The constitution of Solomon Islands establishes the freedom of religion, and this freedom is respected in practice by both the government and general society.

Demographics 

Religious makeup of the population of Solomon Islands as of 2007:
Christianity 92%
Protestant 73%
 Anglican Church of Melanesia 35%
 South Seas Evangelical Church 17%
 United Church in Papua New Guinea and Solomon Islands 11%
 Seventh-day Adventist Church 10%
 Catholic Church 19%
Animism 5%
Other 3%

An estimated 5 percent of the population, consisting primarily of the Kwaio community on the island of Malaita, practice indigenous animistic religions. Groups that together constitute less than 5 percent of the population include the Ahmadiyya Muslim Community and other Muslims, the Baháʼí Faith, Jehovah's Witnesses, the Church of Jesus Christ of Latter-day Saints (Mormons), Unification Church, and indigenous churches that have broken away from the major Christian denominations. There are believed to be members of other religious groups within the foreign community who were free to practice, but they are not known to proselytize or hold public religious ceremonies. According to the most recent reports, there are approximately 350 Muslims.

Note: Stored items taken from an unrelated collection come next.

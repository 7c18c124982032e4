//! Time utilities for the CIS publisher.
//!
//! Profile timestamps travel as `YYYY-MM-DDTHH:MM:SS.000Z` strings. A
//! `created` stamp in 1970 means the attribute has never been set.

use chrono::{DateTime, Datelike, NaiveDateTime, Utc};

/// Wire format for attribute timestamps. Milliseconds are always zero.
pub const TIMESTAMP_FORMAT: &str = "%Y-%m-%dT%H:%M:%S.000Z";

/// Source of the current time, injected so signing is deterministic in tests.
pub trait Clock: Send + Sync {
    fn now(&self) -> DateTime<Utc>;
}

/// Wall clock.
#[derive(Debug, Default, Clone, Copy)]
pub struct SystemClock;

impl Clock for SystemClock {
    fn now(&self) -> DateTime<Utc> {
        Utc::now()
    }
}

/// A clock frozen at one instant.
#[derive(Debug, Clone, Copy)]
pub struct FixedClock(pub DateTime<Utc>);

impl Clock for FixedClock {
    fn now(&self) -> DateTime<Utc> {
        self.0
    }
}

/// Render a timestamp in the wire format.
pub fn format_timestamp(at: DateTime<Utc>) -> String {
    at.format(TIMESTAMP_FORMAT).to_string()
}

/// Parse a wire timestamp. Returns `None` for anything unparseable.
pub fn parse_timestamp(s: &str) -> Option<DateTime<Utc>> {
    NaiveDateTime::parse_from_str(s, "%Y-%m-%dT%H:%M:%S%.3fZ")
        .ok()
        .map(|naive| naive.and_utc())
}

/// Whether a `created` stamp is the "never set" sentinel.
///
/// Only the year is inspected; anything unparseable that still starts
/// with `1970` is treated as the sentinel too.
pub fn is_sentinel(s: &str) -> bool {
    match parse_timestamp(s) {
        Some(at) => at.year() == 1970,
        None => s.starts_with("1970"),
    }
}
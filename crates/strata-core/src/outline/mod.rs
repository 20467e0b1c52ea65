//! Outline construction: turning a flat scan-event stream into a heading
//! tree with content fingerprints.
//!
//! The builder keeps an explicit stack of open sections rather than
//! recursing, the standard flatten-to-hierarchy pattern: a heading at level
//! `L` closes every open section at level `>= L`, then attaches itself to
//! the section left on top (or becomes a new root). Content runs accumulate
//! into whichever section is open; once the tree is complete, subtree
//! hashes are computed bottom-up and the auxiliary indexes (slugs, code
//! blocks, links) are derived.
//!
//! Construction is total: any well-formed event sequence produces an
//! outline. Odd documents (no headings, empty titles, duplicate titles,
//! dangling links) are all representable results, not errors.

mod types;

pub use types::{AnchorLink, CodeBlock, Outline, Section, SectionPath};

use std::collections::{HashMap, HashSet};
use tracing::debug;

use crate::document::Document;
use crate::events::{HeadingLevel, ScanEvent, SourceSpan};
use crate::hashing::{hash_fast, hash_fast_trimmed};

/// Generates a URL-safe slug from heading text.
///
/// Lowercases alphanumerics and collapses every other run of characters
/// into a single hyphen.
pub fn slugify(text: &str) -> String {
    let mut slug = String::with_capacity(text.len());
    for c in text.chars() {
        if c.is_alphanumeric() {
            slug.extend(c.to_lowercase());
        } else if !slug.ends_with('-') {
            slug.push('-');
        }
    }
    slug.trim_matches('-').to_string()
}

/// Hands out slugs, disambiguating duplicates with a numeric suffix.
#[derive(Default)]
struct SlugAllocator {
    counts: HashMap<String, usize>,
    used: HashSet<String>,
}

impl SlugAllocator {
    fn assign(&mut self, title: &str) -> String {
        let base = slugify(title);
        let mut count = self.counts.get(&base).copied().unwrap_or(0);
        let mut candidate = if count == 0 {
            base.clone()
        } else {
            format!("{base}-{count}")
        };
        // A literal "foo-1" heading may already occupy the next candidate.
        while self.used.contains(&candidate) {
            count += 1;
            candidate = format!("{base}-{count}");
        }
        self.counts.insert(base, count + 1);
        self.used.insert(candidate.clone());
        candidate
    }
}

/// A section still open on the builder stack, with its content accumulator.
struct Frame {
    section: Section,
    buffer: String,
}

/// A code block whose closing fence has not been seen yet.
struct OpenCode {
    language: Option<String>,
    info: String,
    content: String,
    span: SourceSpan,
    start_line: usize,
}

/// A fully scanned code block awaiting its section path.
struct PendingCode {
    language: Option<String>,
    info: String,
    content: String,
    span: SourceSpan,
    start_line: usize,
    end_line: usize,
}

impl OpenCode {
    fn close(self, end_line: usize) -> PendingCode {
        PendingCode {
            language: self.language,
            info: self.info,
            content: self.content,
            span: self.span,
            start_line: self.start_line,
            end_line: end_line.max(self.start_line),
        }
    }
}

impl Outline {
    /// Builds the outline of `document` from its scan events.
    ///
    /// The document supplies the body text for page, preamble, and
    /// frontmatter hashes; the events supply everything structural. Never
    /// fails.
    pub fn build(document: &Document, events: &[ScanEvent]) -> Outline {
        let content = document.content();
        let eof = content.len();
        let last_line = content.lines().count() + 1;

        let mut outline = Outline {
            page_hash: hash_fast(content),
            page_hash_trimmed: hash_fast_trimmed(content),
            ..Outline::default()
        };

        let fm = document.frontmatter();
        if !fm.is_empty() {
            let raw = fm.to_yaml().unwrap_or_default();
            outline.frontmatter_hash = hash_fast(&raw);
            outline.frontmatter_hash_normalized = hash_fast(&fm.canonical_json());
        }
        outline.frontmatter = fm.clone();

        let mut slugs = SlugAllocator::default();
        let mut roots: Vec<Section> = Vec::new();
        let mut stack: Vec<Frame> = Vec::new();
        let mut pending_code: Vec<PendingCode> = Vec::new();
        let mut pending_links: Vec<AnchorLink> = Vec::new();
        let mut open_code: Option<OpenCode> = None;
        let mut first_heading_start: Option<usize> = None;

        for event in events {
            match event {
                ScanEvent::HeadingStart {
                    level,
                    title,
                    span,
                    line,
                } => {
                    first_heading_start.get_or_insert(span.start);
                    while stack.last().is_some_and(|f| f.section.level >= *level) {
                        if let Some(frame) = stack.pop() {
                            close_frame(frame, span.start, *line, &mut stack, &mut roots);
                        }
                    }
                    let slug = slugs.assign(title);
                    let section = Section::new(*level, title.clone(), slug, *span, *line);
                    stack.push(Frame {
                        section,
                        buffer: String::new(),
                    });
                }
                ScanEvent::HeadingEnd => {}
                ScanEvent::Text { text, .. } => {
                    if let Some(code) = open_code.as_mut() {
                        code.content.push_str(text);
                    }
                    if let Some(frame) = stack.last_mut() {
                        if !frame.buffer.is_empty() {
                            frame.buffer.push_str("\n\n");
                        }
                        frame.buffer.push_str(text);
                    }
                }
                ScanEvent::CodeFenceStart {
                    language,
                    info,
                    span,
                    line,
                } => {
                    open_code = Some(OpenCode {
                        language: language.clone(),
                        info: info.clone(),
                        content: String::new(),
                        span: *span,
                        start_line: *line,
                    });
                }
                ScanEvent::CodeFenceEnd { line } => {
                    if let Some(code) = open_code.take() {
                        pending_code.push(code.close(*line));
                    }
                }
                ScanEvent::Link {
                    text,
                    target,
                    span,
                    line,
                } => {
                    if let Some(slug) = target.strip_prefix('#') {
                        pending_links.push(AnchorLink {
                            text: text.clone(),
                            target_slug: slug.to_string(),
                            line: *line,
                            byte_offset: span.start,
                            section_path: Vec::new(),
                            resolved: false,
                        });
                    }
                }
            }
        }

        // Dangling fence at end of stream.
        if let Some(code) = open_code.take() {
            pending_code.push(code.close(last_line));
        }

        // End of stream closes every open section back to the root.
        while let Some(frame) = stack.pop() {
            close_frame(frame, eof, last_line, &mut stack, &mut roots);
        }

        for root in &mut roots {
            root.compute_subtree_hash();
        }

        let cut = first_heading_start.unwrap_or(eof).min(eof);
        outline.preamble = content.get(..cut).unwrap_or("").to_string();
        outline.preamble_hash = hash_fast(&outline.preamble);
        outline.preamble_hash_trimmed = hash_fast_trimmed(&outline.preamble);

        outline.title = roots
            .iter()
            .find(|n| n.level == HeadingLevel::H1)
            .or_else(|| roots.first())
            .map(|n| n.title.clone());
        outline.roots = roots;

        let mut slug_index: HashMap<String, Vec<(SectionPath, usize)>> = HashMap::new();
        for (path, node) in outline.walk() {
            let entry = slug_index.entry(node.slug.clone()).or_default();
            let occurrence = entry.len();
            entry.push((path, occurrence));
        }
        outline.slug_index = slug_index;

        let code_blocks: Vec<CodeBlock> = pending_code
            .into_iter()
            .map(|code| CodeBlock {
                content_hash: hash_fast(&code.content),
                content_hash_trimmed: hash_fast_trimmed(&code.content),
                section_path: section_path_for_line(&outline, code.start_line),
                line_range: (code.start_line, code.end_line),
                language: code.language,
                info: code.info,
                content: code.content,
                span: code.span,
            })
            .collect();
        outline.code_blocks = code_blocks;

        let links: Vec<AnchorLink> = pending_links
            .into_iter()
            .map(|mut link| {
                link.resolved = outline.slug_index.contains_key(&link.target_slug);
                link.section_path = section_path_for_line(&outline, link.line);
                link
            })
            .collect();
        outline.links = links;

        debug!(
            headings = outline.heading_count(),
            code_blocks = outline.code_blocks.len(),
            links = outline.links.len(),
            "outline built"
        );

        outline
    }
}

/// Finalizes a popped frame and attaches it to its parent (or the roots).
fn close_frame(
    mut frame: Frame,
    end_byte: usize,
    end_line: usize,
    stack: &mut Vec<Frame>,
    roots: &mut Vec<Section>,
) {
    frame.section.set_own_content(std::mem::take(&mut frame.buffer));
    frame.section.source_span.end = end_byte.max(frame.section.source_span.start);
    frame.section.line_range.1 = end_line.max(frame.section.line_range.0);
    match stack.last_mut() {
        Some(parent) => parent.section.children.push(frame.section),
        None => roots.push(frame.section),
    }
}

/// Path of the deepest section whose line range contains `line`; empty for
/// preamble positions.
fn section_path_for_line(outline: &Outline, line: usize) -> SectionPath {
    let mut best: SectionPath = Vec::new();
    for (path, node) in outline.walk() {
        if node.line_range.0 <= line && line < node.line_range.1 && path.len() > best.len() {
            best = path;
        }
    }
    best
}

Christianity was brought to the country in the 19th and early 20th centuries by missionaries representing several Western denominations. Some foreign missionaries continue to work in the country. Except for the Roman Catholic Church, whose clergy is approximately 45 percent foreign, the clergy of the established churches is nearly entirely indigenous.

Religious freedom 
The constitution of Solomon Islands establishes the freedom of religion, although it also allows for this freedom to be curtailed when "reasonably required" by other laws.

All religious organizations are required to register with the government.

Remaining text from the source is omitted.